Great players show great consistency. He has never been good enough to do so. The English like to hype themselves up too much - Stokes played a blinder in the 2019 Ashes but Kusal Perera played a better knock in South Africa in tougher conditions but no one talks about him as a Sri Lankan legend.

He played a good innings in the World Cup final but it was a stroke of luck that got him over the line and besides, many players have played such knocks in World Cup finals. Not all of them are greats of the game.
So true !
He has been useless with both bat and bowl in India in the last 2 tours. He and Bairstow are absolute wastage of specialist batter spots. His captaincy too was pretty bad most of the times and how he let even debutant batters get away during pressure times.

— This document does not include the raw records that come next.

// Co-occurrence counting.
//
// For every token whose type is in the row vocab, every other token within
// `span` positions on either side of it, in the same sentence, adds one to
// (type, colloc) when its colloc item is in the column vocab. Positions count
// all tokens of the sentence, including ones outside the column vocab.

use std::collections::HashMap;

use anyhow::Result;
use tracing::info;

use crate::corpus::reader::{CorpusReader, CorpusToken};
use crate::matrix::TypeTokenMatrix;
use crate::vocab::Vocab;

/// Build a co-occurrence frequency matrix (row vocab x column vocab).
///
/// Rows and columns follow the vocabs' frequency order; rows or columns
/// that never co-occur stay in the matrix as empty.
pub fn build_col_freq(
    reader: &CorpusReader,
    fnames: &[String],
    row_vocab: &Vocab,
    col_vocab: &Vocab,
    span: usize,
) -> Result<TypeTokenMatrix> {
    let row_items = row_vocab.item_list();
    let col_items = col_vocab.item_list();
    let row_ids: HashMap<&str, usize> = row_items
        .iter()
        .enumerate()
        .map(|(i, s)| (s.as_str(), i))
        .collect();
    let col_ids: HashMap<&str, usize> = col_items
        .iter()
        .enumerate()
        .map(|(i, s)| (s.as_str(), i))
        .collect();

    let mut counts: HashMap<(usize, usize), u64> = HashMap::new();
    reader.for_each_sentence(fnames, &format!("Window {span}"), |_, sentence| {
        count_sentence(sentence, span, &row_ids, &col_ids, &mut counts);
    })?;

    let matrix = TypeTokenMatrix::from_triplets(
        row_items.clone(),
        col_items.clone(),
        counts.into_iter().map(|((r, c), n)| (r, c, n as f64)),
    )?;

    info!(
        span,
        rows = matrix.shape().0,
        cols = matrix.shape().1,
        nnz = matrix.nnz(),
        "Built co-occurrence matrix"
    );
    Ok(matrix)
}

/// Positions within `span` of `i` in a sentence of `len` tokens, excluding `i`.
pub fn window(i: usize, len: usize, span: usize) -> impl Iterator<Item = usize> {
    let start = i.saturating_sub(span);
    let end = (i + span + 1).min(len);
    (start..end).filter(move |&j| j != i)
}

fn count_sentence(
    sentence: &[CorpusToken],
    span: usize,
    row_ids: &HashMap<&str, usize>,
    col_ids: &HashMap<&str, usize>,
    counts: &mut HashMap<(usize, usize), u64>,
) {
    for (i, target) in sentence.iter().enumerate() {
        let Some(&r) = row_ids.get(target.type_item.as_str()) else {
            continue;
        };
        for j in window(i, sentence.len(), span) {
            if let Some(&c) = col_ids.get(sentence[j].colloc_item.as_str()) {
                *counts.entry((r, c)).or_insert(0) += 1;
            }
        }
    }
}

#[cfg(test)]
mod tests {
    use super::*;

    fn tok(item: &str) -> CorpusToken {
        CorpusToken {
            type_item: item.to_string(),
            colloc_item: item.to_string(),
            line: 0,
        }
    }

    #[test]
    fn test_window_bounds() {
        assert_eq!(window(0, 5, 2).collect::<Vec<_>>(), vec![1, 2]);
        assert_eq!(window(2, 5, 1).collect::<Vec<_>>(), vec![1, 3]);
        assert_eq!(window(4, 5, 10).collect::<Vec<_>>(), vec![0, 1, 2, 3]);
    }

    #[test]
    fn test_count_sentence_respects_span() {
        let sentence: Vec<CorpusToken> = ["vijand", "vernielt", "de", "stad"].map(tok).to_vec();
        let row_ids: HashMap<&str, usize> = [("vernielt", 0)].into();
        let col_ids: HashMap<&str, usize> = [("vijand", 0), ("stad", 1)].into();
        let mut counts = HashMap::new();

        count_sentence(&sentence, 1, &row_ids, &col_ids, &mut counts);
        assert_eq!(counts.get(&(0, 0)), Some(&1));
        // "stad" is two positions away
        assert_eq!(counts.get(&(0, 1)), None);

        count_sentence(&sentence, 2, &row_ids, &col_ids, &mut counts);
        assert_eq!(counts.get(&(0, 0)), Some(&2));
        assert_eq!(counts.get(&(0, 1)), Some(&1));
    }
}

And we saw a legendary all round performance from Jadeja in this series. Hit a rear guard 100 and took India to a good total at Rajkot when the team was floundering at 32/3 and followed it up with a fifer that demolished England. Can't ask for better all-round performances than that !
 
England has another thing to show and that is stokes' failure. He was no less than a tail-ender the whole series. Should be sacked asap.
 
In case anyone needs reminding - when Stokes and McCullum were appointed England had 1 Test win in 17 including their first winless home summer in 20 years and 5 consecutive series defeats. That was the result of the "traditional method" of playing Test cricket - the process you and your friend argue they should've stuck with ?
It should be 2 wins in their last 18 tests - as England won the first test at Chennai during 2021 tour of India.

Also, those 18 tests included two of the toughest tours - India and Australia. They lost 3-1 in India and 4-0 in Australia.

Also it includes a 3 test tour of West Indies which has surprisingly not been a happy hunting place for England traditionally even with weakened hosts.

Further, India also toured England during this period and led the series 2-1. They are a team that won twice in Australia and at their peak.

McCullum and Stokes didn't face such tough tours or oppositions in their first year except an India coming to play a one off test without any prep. Their first true test came during 2023 Ashws where they had to contend with a draw at home - same result what they got under Root playing traditional cricket as well. And then they fared even worse than Root's team in India. So there has not been much uptick other than bullying of much weaker teams like Pakistan.